Over the past decade, there had been a widening of the gap between the price of alcohol at supermarkets and at licensed premises, which typically lacked the buying power to absorb the increases in excise tax.
"The consequence has been reasonably significant in terms of where people drink," Robertson said. Ten years ago 60% of alcohol was bought from off-licence premises and 40% at licensed premises; these days the ratio is 70/30.
"Any increase in the excise tax will exacerbate that trend and encourage people to drink in unsupervised environments," he said. "We would argue the safest place to drink is a licensed premises - it's the only place anyone can get pinged for being intoxicated. The licensees are charged with looking after their customers, which is certainly not the case when they're drinking at home."
Alcohol is currently taxed at a rate of 33c on a 330ml stubbie of beer and $1.86 on a bottle of wine.
Lion Nathan spokeswoman Liz Read said the proliferation of liquor retailers, whose numbers had almost doubled since the introduction of the 1989 Sale of Liquor Act, had led to a highly competitive retail market. In this environment, raising excise tax was not an effective tool in lifting the retail price of alcohol. "We don't set the retail price of alcohol," she said. "Retailers do."

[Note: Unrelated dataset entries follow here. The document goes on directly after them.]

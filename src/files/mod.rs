//! # Módulo de Archivos
//!
//! Resuelve paths permitidos a archivos del directorio público y los
//! envía con su cabecera HTTP.

pub mod responder;

pub use responder::FileResponder;
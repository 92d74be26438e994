//! # Configuración del Servidor
//! src/config.rs
//!
//! Configuración por argumentos CLI y variables de entorno. La allow-list
//! de paths no es configurable: vive en `policy`.
//!
//! ## Ejemplos de uso
//!
//! ### CLI
//! ```bash
//! ./static_server --port 9999 --workers 64 --public-dir ./public
//! ```
//!
//! ### Variables de entorno
//! ```bash
//! HTTP_PORT=8080 WORKERS=16 IO_TIMEOUT_MS=0 ./static_server
//! ```

use crate::error::{Result, ServerError};
use clap::Parser;
use std::path::PathBuf;
use std::time::Duration;
use tracing::info;

/// Configuración del servidor de archivos
#[derive(Debug, Clone, Parser)]
#[command(name = "static_server")]
#[command(about = "Servidor de archivos estáticos HTTP/1.1 con pool de workers acotado")]
#[command(version = "0.1.0")]
pub struct Config {
    /// Puerto en el que escucha el servidor
    #[arg(short, long, default_value = "9999", env = "HTTP_PORT")]
    pub port: u16,

    /// Host/IP en el que escucha
    #[arg(long, default_value = "0.0.0.0", env = "HTTP_HOST")]
    pub host: String,

    /// Número máximo de conexiones atendidas en paralelo
    #[arg(short, long, default_value = "64", env = "WORKERS")]
    pub workers: usize,

    /// Directorio raíz de los archivos servidos
    #[arg(long = "public-dir", default_value = "./public", env = "PUBLIC_DIR")]
    pub public_dir: PathBuf,

    /// Deadline de lectura/escritura por conexión en milisegundos (0 = sin límite)
    #[arg(long = "io-timeout-ms", default_value = "30000", env = "IO_TIMEOUT_MS")]
    pub io_timeout_ms: u64,
}

impl Config {
    /// Parsea argumentos CLI (y variables de entorno)
    pub fn new() -> Self {
        Config::parse()
    }

    /// Dirección completa para bind (host:port)
    ///
    /// # Ejemplo
    /// ```rust
    /// use static_server::config::Config;
    ///
    /// let config = Config::default();
    /// assert_eq!(config.address(), "0.0.0.0:9999");
    /// ```
    pub fn address(&self) -> String {
        format!("{}:{}", self.host, self.port)
    }

    /// Timeout de I/O por conexión; `None` si está deshabilitado
    pub fn io_timeout(&self) -> Option<Duration> {
        match self.io_timeout_ms {
            0 => None,
            ms => Some(Duration::from_millis(ms)),
        }
    }

    /// Valida la configuración
    pub fn validate(&self) -> Result<()> {
        if self.workers == 0 {
            return Err(ServerError::InvalidConfig("workers must be >= 1".to_string()));
        }

        Ok(())
    }

    /// Registra un resumen de la configuración
    pub fn log_summary(&self) {
        info!(
            address = %self.address(),
            workers = self.workers,
            public_dir = %self.public_dir.display(),
            io_timeout_ms = self.io_timeout_ms,
            "configuración cargada"
        );
    }
}

impl Default for Config {
    fn default() -> Self {
        Self {
            port: 9999,
            host: "0.0.0.0".to_string(),
            workers: 64,
            public_dir: PathBuf::from("./public"),
            io_timeout_ms: 30_000,
        }
    }
}
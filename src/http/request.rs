//! # Parsing de la Request Line
//! src/http/request.rs
//!
//! El servidor solo mira la primera línea del request; el resto de
//! headers se ignora.
//!
//! ## Formato aceptado
//!
//! ```text
//! GET /path?param1=value1&param2=value2 HTTP/1.1
//! ```
//!
//! El resultado es un `Result`: `Ok(Request)` cuando la línea es válida,
//! `Err(ParseError)` cuando está malformada. No hay otro camino.

use super::query::{self, QueryParams};
use thiserror::Error;

/// Única versión HTTP aceptada
pub const HTTP_VERSION: &str = "HTTP/1.1";

/// Métodos HTTP soportados
#[derive(Debug, Clone, Copy, PartialEq, Eq)]
pub enum Method {
    /// GET - Obtener un recurso
    GET,
}

impl Method {
    /// Parsea un método HTTP (sin distinguir mayúsculas)
    fn from_token(s: &str) -> Result<Self, ParseError> {
        if s.eq_ignore_ascii_case("GET") {
            Ok(Method::GET)
        } else {
            Err(ParseError::UnsupportedMethod(s.to_string()))
        }
    }

    /// Convierte el método a string
    pub fn as_str(&self) -> &'static str {
        match self {
            Method::GET => "GET",
        }
    }
}

/// Errores que pueden ocurrir durante el parsing
#[derive(Debug, Clone, PartialEq, Eq, Error)]
pub enum ParseError {
    /// La conexión no entregó ninguna línea
    #[error("Empty request")]
    EmptyRequest,

    /// La línea no tiene exactamente 3 tokens
    #[error("Invalid request line format: expected 3 tokens, got {0}")]
    InvalidRequestLine(usize),

    /// Método distinto de GET
    #[error("Unsupported HTTP method: {0}")]
    UnsupportedMethod(String),

    /// Versión distinta de HTTP/1.1
    #[error("Invalid HTTP version: {0}")]
    InvalidHttpVersion(String),
}

/// Request parseado a partir de la request line
///
/// Se crea una vez por conexión y no se modifica después.
#[derive(Debug, Clone)]
pub struct Request {
    /// Método HTTP (siempre GET)
    method: Method,

    /// Path sin query string (ej: "/index.html")
    path: String,

    /// Query parameters decodificados, en orden
    query_params: QueryParams,

    /// Versión HTTP (siempre "HTTP/1.1")
    version: String,
}

impl Request {
    /// Parsea una request line
    ///
    /// Se toleran el `\r\n` final y espacios extra entre tokens.
    ///
    /// # Ejemplo
    ///
    /// ```
    /// use static_server::http::Request;
    ///
    /// let request = Request::parse("GET /index.html?lang=es HTTP/1.1").unwrap();
    ///
    /// assert_eq!(request.path(), "/index.html");
    /// assert_eq!(request.query_param("lang"), Some("es"));
    /// ```
    pub fn parse(line: &str) -> Result<Self, ParseError> {
        let parts: Vec<&str> = line.split_whitespace().collect();

        if parts.is_empty() {
            return Err(ParseError::EmptyRequest);
        }

        // Debe tener exactamente 3 partes: METHOD TARGET VERSION
        if parts.len() != 3 {
            return Err(ParseError::InvalidRequestLine(parts.len()));
        }

        let method = Method::from_token(parts[0])?;

        if parts[2] != HTTP_VERSION {
            return Err(ParseError::InvalidHttpVersion(parts[2].to_string()));
        }

        let (path, query_params) = Self::parse_target(parts[1]);

        Ok(Request {
            method,
            path,
            query_params,
            version: parts[2].to_string(),
        })
    }

    /// Separa el target en path y query en el primer '?'
    ///
    /// El path se deja tal cual; solo la query se decodifica.
    fn parse_target(target: &str) -> (String, QueryParams) {
        match target.split_once('?') {
            Some((path, raw_query)) => (path.to_string(), query::decode(raw_query)),
            None => (target.to_string(), QueryParams::new()),
        }
    }

    // === Métodos públicos para acceder a los campos ===

    pub fn method(&self) -> Method {
        self.method
    }

    pub fn path(&self) -> &str {
        &self.path
    }

    /// Obtiene todos los query parameters
    pub fn query_params(&self) -> &QueryParams {
        &self.query_params
    }

    /// Primer valor de un query parameter
    ///
    /// # Ejemplo
    /// ```
    /// use static_server::http::Request;
    ///
    /// let request = Request::parse("GET /test?num=42&num=7 HTTP/1.1").unwrap();
    ///
    /// assert_eq!(request.query_param("num"), Some("42"));
    /// assert_eq!(request.query_param("missing"), None);
    /// ```
    pub fn query_param(&self, name: &str) -> Option<&str> {
        self.query_params.first(name)
    }

    /// Todos los valores de un query parameter
    pub fn query_param_all(&self, name: &str) -> &[String] {
        self.query_params.all(name)
    }

    pub fn version(&self) -> &str {
        &self.version
    }
}
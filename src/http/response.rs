//! # Cabecera de Respuesta HTTP
//!
//! El body de un archivo puede ser grande, así que no se arma la
//! respuesta completa en memoria: primero se escribe la cabecera y luego
//! el body se copia directamente al socket.
//!
//! ## Formato producido
//!
//! ```text
//! HTTP/1.1 200 OK\r\n
//! Content-Type: text/html\r\n
//! Content-Length: 1024\r\n
//! Connection: close\r\n
//! \r\n
//! <body>
//! ```
//!
//! El orden de los headers es siempre ese, y siempre con CRLF.

use super::StatusCode;
use std::io::{self, Write};

/// Content-Type de las respuestas de rechazo
pub const TEXT_PLAIN: &str = "text/plain";

/// Cabecera de una respuesta, construida por cada respuesta enviada
#[derive(Debug, Clone, PartialEq, Eq)]
pub struct ResponseHeader {
    status: StatusCode,
    content_type: String,
    content_length: u64,
}

impl ResponseHeader {
    /// Crea una cabecera
    ///
    /// # Ejemplo
    /// ```
    /// use static_server::http::{ResponseHeader, StatusCode};
    ///
    /// let header = ResponseHeader::new(StatusCode::Ok, "text/css", 42);
    /// assert_eq!(header.content_length(), 42);
    /// ```
    pub fn new(status: StatusCode, content_type: &str, content_length: u64) -> Self {
        Self {
            status,
            content_type: content_type.to_string(),
            content_length,
        }
    }

    /// Respuesta 404 vacía, usada para todo rechazo
    pub fn not_found() -> Self {
        Self::new(StatusCode::NotFound, TEXT_PLAIN, 0)
    }

    /// Status line sin CRLF (ej: "HTTP/1.1 200 OK")
    pub fn status_line(&self) -> String {
        format!("{} {}", super::request::HTTP_VERSION, self.status)
    }

    pub fn status(&self) -> StatusCode {
        self.status
    }

    pub fn content_type(&self) -> &str {
        &self.content_type
    }

    pub fn content_length(&self) -> u64 {
        self.content_length
    }

    /// Convierte la cabecera a bytes, incluyendo la línea vacía final
    pub fn to_bytes(&self) -> Vec<u8> {
        format!(
            "{}\r\nContent-Type: {}\r\nContent-Length: {}\r\nConnection: close\r\n\r\n",
            self.status_line(),
            self.content_type,
            self.content_length
        )
        .into_bytes()
    }

    /// Escribe la cabecera en `out`
    pub fn write_to<W: Write>(&self, out: &mut W) -> io::Result<()> {
        out.write_all(&self.to_bytes())
    }
}
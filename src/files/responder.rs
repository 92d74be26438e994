//! # Envío de Archivos
//! src/files/responder.rs
//!
//! Recibe un path que ya pasó la allow-list, lo resuelve bajo el
//! directorio público y escribe la respuesta completa en la conexión.
//!
//! Hay dos caminos:
//!
//! 1. **Template** (`/classic.html`): se lee todo como texto, se reemplaza
//!    `{time}` por la hora actual y el `Content-Length` es el largo del
//!    contenido ya sustituido.
//! 2. **Resto**: `Content-Length` es el tamaño en disco y el archivo se
//!    copia byte a byte sin transformarlo.
//!
//! En ambos casos el largo se calcula antes de escribir el primer byte.

use crate::error::{Result, ServerError};
use crate::http::{Request, ResponseHeader, StatusCode};
use std::fs::{self, File};
use std::io::{self, Write};
use std::path::{Path, PathBuf};
use tracing::debug;

/// Path que se sirve como template
pub const TEMPLATE_PATH: &str = "/classic.html";

/// Token que se reemplaza en el template
pub const TIME_PLACEHOLDER: &str = "{time}";

/// Content-Type cuando la extensión no dice nada
pub const FALLBACK_CONTENT_TYPE: &str = "application/octet-stream";

/// Formato del timestamp insertado en el template (fecha-hora ISO-8601 local)
pub const TIMESTAMP_FORMAT: &str = "%Y-%m-%dT%H:%M:%S%.f";

/// Sirve archivos desde un directorio raíz
#[derive(Debug, Clone)]
pub struct FileResponder {
    root: PathBuf,
}

impl FileResponder {
    pub fn new(root: impl Into<PathBuf>) -> Self {
        Self { root: root.into() }
    }

    /// Concatena el path del request al directorio raíz
    ///
    /// # Ejemplo
    /// ```
    /// use static_server::files::FileResponder;
    /// use std::path::Path;
    ///
    /// let responder = FileResponder::new("./public");
    /// assert_eq!(responder.resolve("/index.html"), Path::new("./public/index.html"));
    /// ```
    pub fn resolve(&self, path: &str) -> PathBuf {
        self.root.join(path.trim_start_matches('/'))
    }

    /// Escribe cabecera y body para `path` en `out`
    ///
    /// Retorna el número de bytes de body enviados. Si el archivo no se
    /// puede abrir o leer antes de escribir la cabecera, retorna
    /// `ResourceUnavailable` sin haber escrito nada.
    pub fn respond<W: Write>(&self, out: &mut W, path: &str, request: &Request) -> Result<u64> {
        let file_path = self.resolve(path);

        debug!(
            file = %file_path.display(),
            query_keys = request.query_params().len(),
            "resolviendo archivo"
        );

        let sent = if path == TEMPLATE_PATH {
            self.send_template(out, &file_path)?
        } else {
            self.send_file(out, &file_path)?
        };

        out.flush()?;
        Ok(sent)
    }

    fn send_template<W: Write>(&self, out: &mut W, file_path: &Path) -> Result<u64> {
        let template =
            fs::read_to_string(file_path).map_err(|e| ServerError::unavailable(file_path, e))?;

        let content = render_template(&template, &current_timestamp());
        let body = content.as_bytes();

        ResponseHeader::new(StatusCode::Ok, &content_type_for(file_path), body.len() as u64)
            .write_to(out)?;
        out.write_all(body)?;

        Ok(body.len() as u64)
    }

    fn send_file<W: Write>(&self, out: &mut W, file_path: &Path) -> Result<u64> {
        let mut file = File::open(file_path).map_err(|e| ServerError::unavailable(file_path, e))?;
        let metadata = file
            .metadata()
            .map_err(|e| ServerError::unavailable(file_path, e))?;

        if !metadata.is_file() {
            return Err(ServerError::unavailable(
                file_path,
                io::Error::new(io::ErrorKind::InvalidInput, "not a regular file"),
            ));
        }

        let length = metadata.len();
        ResponseHeader::new(StatusCode::Ok, &content_type_for(file_path), length).write_to(out)?;

        let copied = io::copy(&mut file, out)?;
        if copied != length {
            // El archivo cambió de tamaño mientras se enviaba
            return Err(ServerError::Io(io::Error::new(
                io::ErrorKind::UnexpectedEof,
                format!("sent {} of {} announced bytes", copied, length),
            )));
        }

        Ok(copied)
    }
}

/// Reemplaza cada aparición de `{time}` por `timestamp`
pub fn render_template(template: &str, timestamp: &str) -> String {
    template.replace(TIME_PLACEHOLDER, timestamp)
}

/// Hora local actual en `TIMESTAMP_FORMAT`
pub fn current_timestamp() -> String {
    chrono::Local::now().format(TIMESTAMP_FORMAT).to_string()
}

/// Content-Type según la extensión, con fallback binario
pub fn content_type_for(path: &Path) -> String {
    mime_guess::from_path(path)
        .first_raw()
        .unwrap_or(FALLBACK_CONTENT_TYPE)
        .to_string()
}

Robertson said supermarkets had a large hand in the glut of low-priced alcohol. "The solution is for alcohol not to be a product on which you compete on price. Simply ban anybody being able to advertise the price of alcohol [and] you're removing the incentive for it to be used as a loss leader."
Palmer has said price advertising for alcohol products was an issue that "may also need attention". Other measures floated by the commission last week included raising the drinking age to 19 or 20, reducing the driving limit, and restricting opening hours and advertising. The review was ordered by the previous government after the shooting of Navtej Singh at his Manurewa liquor store last June.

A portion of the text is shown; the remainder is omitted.